Mas não houve apenas perda de poder em termos de organograma. As diferenças entre Karina e Mondino a respeito do escândalo com a França, o fato de não ter viajado para a cúpula do G7 realizada na Itália (cúpula que reuniu as 7 economias mais fortes do mundo ocidental), e a recente disputa entre o Ministério e o Ministério da Defesa por haver denominado Falklands as Malvinas em um comunicado, erodiram ainda mais a situação.
O voto na ONU referente a Cuba foi a gota d’água. Era previsível uma possível mudança desse tipo, após a forte intervenção que a Casa Rosada fez no Ministério. Contudo, não foi a melhor saída para Mondino.
Vamos sentir sua falta?
A pesar de ter feito declarações extremamente polêmicas como comparar os homossexuais com piolhos, dizer que “os chineses são todos iguais”, se você é aposentado e recebe da ANSES, você provavelmente vai morrer ou “Ministério das Mulheres e Sanduíches”, Mondino soube manter um equilíbrio entre a tensão do governo e o pessoal diplomático, no marco das internas próprias geradas pelas nomeações feitas pela Casa Rosada.

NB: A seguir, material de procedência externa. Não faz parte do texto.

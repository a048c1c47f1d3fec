//! # Filesystem Key Storage
//!
//! One directory per minion under `<base>/minions`. Every write goes to a
//! temporary file that is synced and renamed into place, so readers see
//! either the old or the new content.
//!
//! A crash between writing a new state marker and removing the old one can
//! leave two markers. Reads resolve that toward the most restrictive state.

use crate::adapters::lock::{StoreLock, DEFAULT_LOCK_TIMEOUT};
use crate::domain::errors::KeyStoreError;
use crate::ports::outbound::KeyStorage;
use serde::{Deserialize, Serialize};
use shared_types::{log_preview, KeyRecord, KeyState, MinionId, PublicKeyPem, Timestamp};
use std::fs::{self, File};
use std::io::{self, Write};
use std::path::{Path, PathBuf};
use std::time::Duration;
use tracing::{debug, warn};

/// Directory under the base that holds minion records.
pub const MINIONS_DIR: &str = "minions";

/// Public key file inside a minion directory.
pub const KEY_FILE: &str = "key";

/// Most restrictive first.
const READ_PRECEDENCE: [KeyState; 4] = [
    KeyState::Denied,
    KeyState::Rejected,
    KeyState::Pending,
    KeyState::Accepted,
];

/// Contents of a state marker file.
#[derive(Debug, Serialize, Deserialize)]
struct MarkerMeta {
    first_seen: Timestamp,
    #[serde(default)]
    last_accepted: Option<Timestamp>,
}

/// Directory-per-minion `KeyStorage`. Holds the store's process lock for
/// its whole lifetime.
#[derive(Debug)]
pub struct FileKeyStorage {
    minions_dir: PathBuf,
    _lock: StoreLock,
}

impl FileKeyStorage {
    /// Open (creating if needed) the store under `base`.
    ///
    /// # Errors
    ///
    /// `Lock` if another process holds the store, `Storage` on I/O failure.
    pub fn open(base: &Path) -> Result<Self, KeyStoreError> {
        Self::open_with_lock_timeout(base, DEFAULT_LOCK_TIMEOUT)
    }

    /// Like [`open`](Self::open) with an explicit lock wait.
    pub fn open_with_lock_timeout(base: &Path, timeout: Duration) -> Result<Self, KeyStoreError> {
        let minions_dir = base.join(MINIONS_DIR);
        fs::create_dir_all(&minions_dir)?;
        let lock = StoreLock::acquire(&minions_dir, timeout)
            .map_err(|e| KeyStoreError::Lock(e.to_string()))?;

        debug!(dir = %minions_dir.display(), "[fm-01] Key store opened");
        Ok(Self {
            minions_dir,
            _lock: lock,
        })
    }

    /// The `minions` directory.
    #[must_use]
    pub fn minions_dir(&self) -> &Path {
        &self.minions_dir
    }

    fn minion_dir(&self, minion_id: &MinionId) -> PathBuf {
        minion_id.path_under(&self.minions_dir)
    }

    /// Refuse to write through a directory that resolves outside the store
    /// (e.g. a planted symlink).
    fn ensure_contained(&self, dir: &Path, minion_id: &MinionId) -> Result<(), KeyStoreError> {
        let root = self.minions_dir.canonicalize()?;
        let resolved = dir.canonicalize()?;
        if resolved.parent() != Some(root.as_path()) {
            warn!(minion = %minion_id, "[fm-01] Minion directory resolves outside the store");
            return Err(KeyStoreError::Storage(format!(
                "directory for {minion_id} escapes the key store"
            )));
        }
        Ok(())
    }
}

fn write_atomic(path: &Path, bytes: &[u8]) -> io::Result<()> {
    let temp_path = path.with_extension("tmp");
    let mut file = File::create(&temp_path)?;
    file.write_all(bytes)?;
    file.sync_all()?;
    fs::rename(&temp_path, path)
}

fn remove_if_exists(path: &Path) -> io::Result<()> {
    match fs::remove_file(path) {
        Err(e) if e.kind() != io::ErrorKind::NotFound => Err(e),
        _ => Ok(()),
    }
}

impl KeyStorage for FileKeyStorage {
    fn load(&self, minion_id: &MinionId) -> Result<Option<KeyRecord>, KeyStoreError> {
        let dir = self.minion_dir(minion_id);

        let pem = match fs::read_to_string(dir.join(KEY_FILE)) {
            Ok(pem) => PublicKeyPem::new(&pem),
            Err(e) if e.kind() == io::ErrorKind::NotFound => return Ok(None),
            Err(e) => return Err(e.into()),
        };

        for state in READ_PRECEDENCE {
            let bytes = match fs::read(dir.join(state.as_str())) {
                Ok(bytes) => bytes,
                Err(e) if e.kind() == io::ErrorKind::NotFound => continue,
                Err(e) => return Err(e.into()),
            };
            let meta: MarkerMeta =
                serde_json::from_slice(&bytes).map_err(|e| KeyStoreError::Corrupt {
                    minion_id: minion_id.clone(),
                    reason: format!("{} marker: {e}", state),
                })?;
            return Ok(Some(KeyRecord {
                minion_id: minion_id.clone(),
                public_key: pem,
                state,
                first_seen: meta.first_seen,
                last_accepted: meta.last_accepted,
            }));
        }

        // Key written but marker never landed: treat as undecided.
        warn!(minion = %minion_id, "[fm-01] Key without state marker, treating as pending");
        Ok(Some(KeyRecord {
            minion_id: minion_id.clone(),
            public_key: pem,
            state: KeyState::Pending,
            first_seen: Timestamp::default(),
            last_accepted: None,
        }))
    }

    fn store(&self, record: &KeyRecord) -> Result<(), KeyStoreError> {
        let dir = self.minion_dir(&record.minion_id);
        fs::create_dir_all(&dir)?;
        self.ensure_contained(&dir, &record.minion_id)?;

        let key_path = dir.join(KEY_FILE);
        let unchanged = fs::read_to_string(&key_path)
            .map(|existing| PublicKeyPem::new(&existing) == record.public_key)
            .unwrap_or(false);
        if !unchanged {
            write_atomic(&key_path, format!("{}\n", record.public_key.as_str()).as_bytes())?;
        }

        let meta = MarkerMeta {
            first_seen: record.first_seen,
            last_accepted: record.last_accepted,
        };
        let meta = serde_json::to_vec_pretty(&meta)
            .map_err(|e| KeyStoreError::Storage(e.to_string()))?;
        write_atomic(&dir.join(record.state.as_str()), &meta)?;

        for other in KeyState::ALL.iter().filter(|s| **s != record.state) {
            remove_if_exists(&dir.join(other.as_str()))?;
        }
        Ok(())
    }

    fn remove(&self, minion_id: &MinionId) -> Result<bool, KeyStoreError> {
        match fs::remove_dir_all(self.minion_dir(minion_id)) {
            Ok(()) => Ok(true),
            Err(e) if e.kind() == io::ErrorKind::NotFound => Ok(false),
            Err(e) => Err(e.into()),
        }
    }

    fn list(&self) -> Result<Vec<KeyRecord>, KeyStoreError> {
        let mut records = Vec::new();

        for entry in fs::read_dir(&self.minions_dir)? {
            let entry = entry?;
            if !entry.file_type()?.is_dir() {
                continue;
            }
            let name = entry.file_name();
            let Some(name) = name.to_str() else {
                warn!("[fm-01] Skipping non-UTF-8 entry in key store");
                continue;
            };
            // Directory names are re-validated; anything the sanitizer
            // refuses was not written by us.
            let minion_id = match MinionId::parse(name) {
                Ok(id) => id,
                Err(e) => {
                    warn!(entry = %log_preview(name), error = %e, "[fm-01] Skipping invalid entry in key store");
                    continue;
                }
            };
            match self.load(&minion_id) {
                Ok(Some(record)) => records.push(record),
                Ok(None) => {}
                Err(e) => warn!(minion = %minion_id, error = %e, "[fm-01] Skipping unreadable record"),
            }
        }

        records.sort_by(|a, b| a.minion_id.cmp(&b.minion_id));
        Ok(records)
    }
}
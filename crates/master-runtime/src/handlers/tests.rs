//! Connection and maintenance handler tests over in-memory streams.

use super::*;
use crate::container::{MasterConfig, MasterContainer};
use crate::minion::{MinionClient, MinionError};
use crate::runtime::MasterRuntime;
use crate::transport::{read_message, write_message};
use fm_01_key_store::{KeyAdminApi, KeyStoreApi};
use fm_04_job_bus::{JobBusError, JobRequest};
use shared_bus::EventFilter;
use shared_crypto::RsaKeyPair;
use shared_types::{
    AuthStatus, FixedTimeSource, JobResult, MinionId, SealedFrame, TargetSpec, WireMessage,
    MAX_FRAME_LEN,
};
use std::sync::{Arc, OnceLock};
use std::time::Duration;
use tempfile::TempDir;
use tokio::io::DuplexStream;
use tokio::sync::watch;
use tokio::task::JoinHandle;

const WAIT: Duration = Duration::from_secs(10);

fn keypair() -> Arc<RsaKeyPair> {
    static KEY: OnceLock<Arc<RsaKeyPair>> = OnceLock::new();
    Arc::clone(KEY.get_or_init(|| Arc::new(RsaKeyPair::generate(1024).unwrap())))
}

fn id(raw: &str) -> MinionId {
    MinionId::parse(raw).unwrap()
}

struct Master {
    _dir: TempDir,
    base: std::path::PathBuf,
    container: Arc<MasterContainer>,
    clock: Arc<FixedTimeSource>,
    shutdown: watch::Sender<bool>,
}

impl Master {
    fn new(configure: impl FnOnce(&mut MasterConfig)) -> Self {
        let dir = tempfile::tempdir().unwrap();
        let mut config = MasterConfig::default();
        config.storage.base_dir = dir.path().to_path_buf();
        config.auth.min_rsa_bits = 1024;
        config.auth.auto_accept = "all".into();
        configure(&mut config);

        let clock = Arc::new(FixedTimeSource::new(50_000));
        let container = MasterContainer::with_time_source(config, clock.clone()).unwrap();
        let (shutdown, _) = watch::channel(false);
        Self {
            base: dir.path().to_path_buf(),
            _dir: dir,
            container: Arc::new(container),
            clock,
            shutdown,
        }
    }

    /// Start serving one connection; returns the minion's end of it.
    fn accept(&self) -> (DuplexStream, JoinHandle<ConnectionEnd>) {
        let (minion_side, master_side) = tokio::io::duplex(64 * 1024);
        let handler = ConnectionHandler::new(Arc::clone(&self.container), self.shutdown.subscribe());
        let task = tokio::spawn(async move { handler.serve(master_side, "test").await });
        (minion_side, task)
    }

    async fn wait_for_session(&self, minion: &MinionId) {
        tokio::time::timeout(WAIT, async {
            while self.container.sessions.lookup(minion).is_none() {
                tokio::time::sleep(Duration::from_millis(10)).await;
            }
        })
        .await
        .unwrap();
    }
}

async fn ended(task: JoinHandle<ConnectionEnd>) -> ConnectionEnd {
    tokio::time::timeout(WAIT, task).await.unwrap().unwrap()
}

fn ok(output: &str) -> JobResult {
    JobResult {
        success: true,
        output: serde_json::json!(output),
    }
}

// =============================================================================
// HANDSHAKE
// =============================================================================

#[tokio::test]
async fn test_accepted_minion_runs_job_end_to_end() {
    let master = Master::new(|_| {});
    let (stream, _task) = master.accept();
    let mut conn = MinionClient::new("web01", keypair()).connect(stream).await.unwrap();
    assert_eq!(conn.minion_id(), &id("web01"));
    master.wait_for_session(&id("web01")).await;

    let handle = master
        .container
        .job_bus
        .publish(JobRequest::new(TargetSpec::Exact("web01".into()), "test.ping"))
        .await
        .unwrap();
    assert_eq!(handle.recipients, vec![id("web01")]);

    let payload = conn.next_job().await.unwrap().unwrap();
    assert_eq!(payload.jid, handle.jid);
    assert_eq!(payload.fun, "test.ping");
    conn.send_return(&payload.jid, &ok("pong")).await.unwrap();

    let summary = master.container.job_bus.collect(&handle.jid, WAIT).await.unwrap();
    assert!(summary.is_complete());
    assert_eq!(summary.returns[&id("web01")].output, serde_json::json!("pong"));
    assert!(master
        .base
        .join("job_cache")
        .join(handle.jid.as_str())
        .join("web01")
        .join("return")
        .is_file());
}

#[tokio::test]
async fn test_pending_key_closes_without_hold() {
    let master = Master::new(|c| c.auth.auto_accept = "off".into());
    let (stream, task) = master.accept();

    let result = MinionClient::new("web01", keypair()).connect(stream).await;
    assert!(matches!(result, Err(MinionError::NotAccepted(AuthStatus::Pending))));
    assert_eq!(ended(task).await, ConnectionEnd::Pending);

    let pending = master.container.key_admin().list_pending().unwrap();
    assert_eq!(pending.len(), 1);
    assert_eq!(pending[0].minion_id, id("web01"));
    assert!(master.container.sessions.is_empty());
}

#[tokio::test]
async fn test_pending_hold_resumes_after_operator_accept() {
    let master = Master::new(|c| {
        c.auth.auto_accept = "off".into();
        c.auth.pending_hold = true;
        c.auth.recheck_interval_secs = 1;
    });
    let (stream, _task) = master.accept();

    let client = tokio::spawn(async move {
        MinionClient::new("web01", keypair())
            .wait_while_pending(true)
            .connect(stream)
            .await
            .map(|conn| conn.session_id())
    });

    tokio::time::timeout(WAIT, async {
        while master.container.keys.lookup(&id("web01")).unwrap().is_none() {
            tokio::time::sleep(Duration::from_millis(10)).await;
        }
    })
    .await
    .unwrap();
    master.container.key_admin().accept(&id("web01")).unwrap();

    let session_id = tokio::time::timeout(WAIT, client).await.unwrap().unwrap().unwrap();
    master.wait_for_session(&id("web01")).await;
    assert_eq!(
        master.container.sessions.lookup(&id("web01")).unwrap().session_id(),
        session_id
    );
}

#[tokio::test]
async fn test_pending_hold_expires_without_accepting() {
    let master = Master::new(|c| {
        c.auth.auto_accept = "off".into();
        c.auth.pending_hold = true;
        c.auth.recheck_interval_secs = 1;
        c.auth.pending_hold_timeout_secs = 1;
    });
    let (stream, task) = master.accept();

    let result = MinionClient::new("web01", keypair())
        .wait_while_pending(true)
        .connect(stream)
        .await;
    assert!(matches!(result, Err(MinionError::Closed)));
    assert_eq!(ended(task).await, ConnectionEnd::HoldExpired);

    let record = master.container.keys.lookup(&id("web01")).unwrap().unwrap();
    assert_eq!(record.state, shared_types::KeyState::Pending);
}

#[tokio::test]
async fn test_traversal_id_gets_no_response_and_no_directory() {
    let master = Master::new(|_| {});
    let (stream, task) = master.accept();

    let result = MinionClient::new("../../etc", keypair()).connect(stream).await;
    assert!(matches!(result, Err(MinionError::Closed)));
    assert_eq!(ended(task).await, ConnectionEnd::Refused("denied"));

    let entries: Vec<_> = std::fs::read_dir(master.base.join("minions"))
        .unwrap()
        .map(|e| e.unwrap().file_name())
        .filter(|name| *name != ".lock")
        .collect();
    assert!(entries.is_empty(), "unexpected entries: {:?}", entries);
    assert!(!master.base.join("etc").exists());
}

#[tokio::test]
async fn test_silent_minion_times_out() {
    let master = Master::new(|c| c.auth.handshake_timeout_secs = 1);
    let (mut stream, task) = master.accept();

    let challenge = read_message(&mut stream, MAX_FRAME_LEN).await.unwrap();
    assert!(matches!(challenge, Some(WireMessage::Challenge { .. })));
    assert_eq!(ended(task).await, ConnectionEnd::HandshakeTimeout);
    assert_eq!(master.container.auth.outstanding_challenges(), 0);
}

#[tokio::test]
async fn test_return_before_auth_is_a_protocol_violation() {
    let master = Master::new(|_| {});
    let (mut stream, task) = master.accept();

    read_message(&mut stream, MAX_FRAME_LEN).await.unwrap();
    let early = WireMessage::JobReturn {
        jid: shared_types::JobId::parse("j1").unwrap(),
        frame: SealedFrame {
            seq: 1,
            ciphertext: vec![0; 32],
        },
    };
    write_message(&mut stream, &early, MAX_FRAME_LEN).await.unwrap();

    assert_eq!(
        ended(task).await,
        ConnectionEnd::ProtocolViolation("expected AUTH_REQUEST")
    );
}

// =============================================================================
// SESSION
// =============================================================================

#[tokio::test]
async fn test_second_connection_replaces_first() {
    let master = Master::new(|_| {});
    let (first_stream, first_task) = master.accept();
    let mut first = MinionClient::new("web01", keypair()).connect(first_stream).await.unwrap();
    master.wait_for_session(&id("web01")).await;
    let old_session = first.session_id();

    let (second_stream, _second_task) = master.accept();
    let second = MinionClient::new("web01", keypair()).connect(second_stream).await.unwrap();

    assert_eq!(ended(first_task).await, ConnectionEnd::Revoked);
    assert!(first.next_job().await.unwrap().is_none());

    master.wait_for_session(&id("web01")).await;
    let current = master.container.sessions.lookup(&id("web01")).unwrap();
    assert_eq!(current.session_id(), second.session_id());
    assert_eq!(master.container.sessions.len(), 1);

    let frame = SealedFrame {
        seq: 1,
        ciphertext: vec![0; 32],
    };
    let jid = shared_types::JobId::parse("j1").unwrap();
    let err = master
        .container
        .job_bus
        .submit_return(old_session, &jid, &frame)
        .await
        .unwrap_err();
    assert!(matches!(err, JobBusError::SessionNotFound(s) if s == old_session));
}

#[tokio::test]
async fn test_replayed_return_is_refused_and_connection_survives() {
    let master = Master::new(|_| {});
    let (stream, task) = master.accept();
    let mut conn = MinionClient::new("web01", keypair()).connect(stream).await.unwrap();
    master.wait_for_session(&id("web01")).await;

    let job_bus = &master.container.job_bus;
    let handle = job_bus
        .publish(JobRequest::new(TargetSpec::Glob("web*".into()), "test.ping"))
        .await
        .unwrap();
    let payload = conn.next_job().await.unwrap().unwrap();
    let frame = conn.send_return(&payload.jid, &ok("pong")).await.unwrap();
    job_bus.collect(&handle.jid, WAIT).await.unwrap();

    conn.send_frame(&payload.jid, frame.clone()).await.unwrap();
    let err = job_bus
        .submit_return(conn.session_id(), &payload.jid, &frame)
        .await
        .unwrap_err();
    assert!(matches!(err, JobBusError::ReplayDetected { seq: 1, last_accepted: 1 }));

    // Still serving: a second job round-trips on the same connection.
    let next = job_bus
        .publish(JobRequest::new(TargetSpec::Exact("web01".into()), "test.echo"))
        .await
        .unwrap();
    let payload = conn.next_job().await.unwrap().unwrap();
    conn.send_return(&payload.jid, &ok("again")).await.unwrap();
    assert!(job_bus.collect(&next.jid, WAIT).await.unwrap().is_complete());
    assert!(!task.is_finished());
}

#[tokio::test]
async fn test_disconnect_removes_session() {
    let master = Master::new(|_| {});
    let (stream, task) = master.accept();
    let conn = MinionClient::new("web01", keypair()).connect(stream).await.unwrap();
    master.wait_for_session(&id("web01")).await;

    drop(conn);
    assert_eq!(ended(task).await, ConnectionEnd::Disconnected);
    assert!(master.container.sessions.is_empty());
}

#[tokio::test]
async fn test_shutdown_closes_sessions() {
    let master = Master::new(|_| {});
    let (stream, task) = master.accept();
    let mut conn = MinionClient::new("web01", keypair()).connect(stream).await.unwrap();
    master.wait_for_session(&id("web01")).await;

    master.shutdown.send(true).unwrap();
    assert_eq!(ended(task).await, ConnectionEnd::Shutdown);
    assert!(conn.next_job().await.unwrap().is_none());
    assert!(master.container.sessions.is_empty());
}

// =============================================================================
// MAINTENANCE
// =============================================================================

#[tokio::test]
async fn test_sweep_revokes_idle_session_and_expires_jobs() {
    let master = Master::new(|c| {
        c.sessions.idle_timeout_secs = 60;
        c.jobs.job_timeout_secs = 30;
    });
    let (stream, task) = master.accept();
    let _conn = MinionClient::new("web01", keypair()).connect(stream).await.unwrap();
    master.wait_for_session(&id("web01")).await;

    let handle = master
        .container
        .job_bus
        .publish(JobRequest::new(TargetSpec::Exact("web01".into()), "test.sleep"))
        .await
        .unwrap();

    let sweeper = SweepHandler::new(Arc::clone(&master.container));
    assert_eq!(sweeper.sweep_once().await, SweepReport::default());

    master.clock.advance(61);
    let report = sweeper.sweep_once().await;
    assert_eq!(report.sessions, vec![id("web01")]);
    assert_eq!(report.jobs, vec![handle.jid]);
    assert_eq!(ended(task).await, ConnectionEnd::Revoked);
}

#[tokio::test]
async fn test_event_return_handler_archives_events() {
    let master = Master::new(|_| {});
    let subscription = master.container.events.subscribe(EventFilter::all());
    let handler = EventReturnHandler::new(Arc::clone(&master.container), subscription);
    let task = tokio::spawn(handler.run());

    let handle = master
        .container
        .job_bus
        .publish(JobRequest::new(TargetSpec::Glob("nobody*".into()), "test.ping"))
        .await
        .unwrap();

    let events = master.base.join("events").join("events.jsonl");
    tokio::time::timeout(WAIT, async {
        while !std::fs::read_to_string(&events)
            .unwrap_or_default()
            .contains(handle.jid.as_str())
        {
            tokio::time::sleep(Duration::from_millis(10)).await;
        }
    })
    .await
    .unwrap();
    task.abort();
}

#[tokio::test]
async fn test_cache_cleaner_keeps_fresh_jobs() {
    let master = Master::new(|c| c.jobs.keep_jobs_hours = 1);
    master
        .container
        .job_bus
        .publish(JobRequest::new(TargetSpec::Exact("web01".into()), "test.ping"))
        .await
        .unwrap();

    let cleaner = CacheCleaner::new(Arc::clone(&master.container));
    assert_eq!(cleaner.clean_once().await, 0);

    master.clock.advance(2 * 3600);
    assert_eq!(cleaner.clean_once().await, 1);
}

#[tokio::test]
async fn test_runtime_handler_stops_on_shutdown() {
    let dir = tempfile::tempdir().unwrap();
    let mut config = MasterConfig::default();
    config.storage.base_dir = dir.path().to_path_buf();
    config.auth.min_rsa_bits = 1024;
    config.auth.auto_accept = "all".into();
    let runtime = MasterRuntime::new(MasterContainer::open(config).unwrap());

    let (minion_side, master_side) = tokio::io::duplex(64 * 1024);
    let handler = runtime.connection_handler();
    let task = tokio::spawn(async move { handler.serve(master_side, "test").await });
    let _conn = MinionClient::new("db01", keypair()).connect(minion_side).await.unwrap();

    runtime.shutdown().await;
    assert_eq!(ended(task).await, ConnectionEnd::Shutdown);
}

Entretanto, o isolacionismo internacional tarde ou cedo começará a custar caro. O Pacto para o Futuro não votado em setembro, demonstrou que a Argentina se alinhou (sem querer) junto a países que, segundo o discurso de Milei, estariam no outro extremo: Rússia e Coreia do Norte.
A postura argentina hoje é estranha e pouco encontrada para qualquer geração de pessoal diplomático. O dogmatismo que Milei impulsiona continuará gerando tensões que o novo chanceler deverá equilibrar e tentar destravar. Mas o executivo continuará não facilitando.
No mundo das RIs: a Nação está primeiro, e o “movimento” depois, ou assim deveria ser.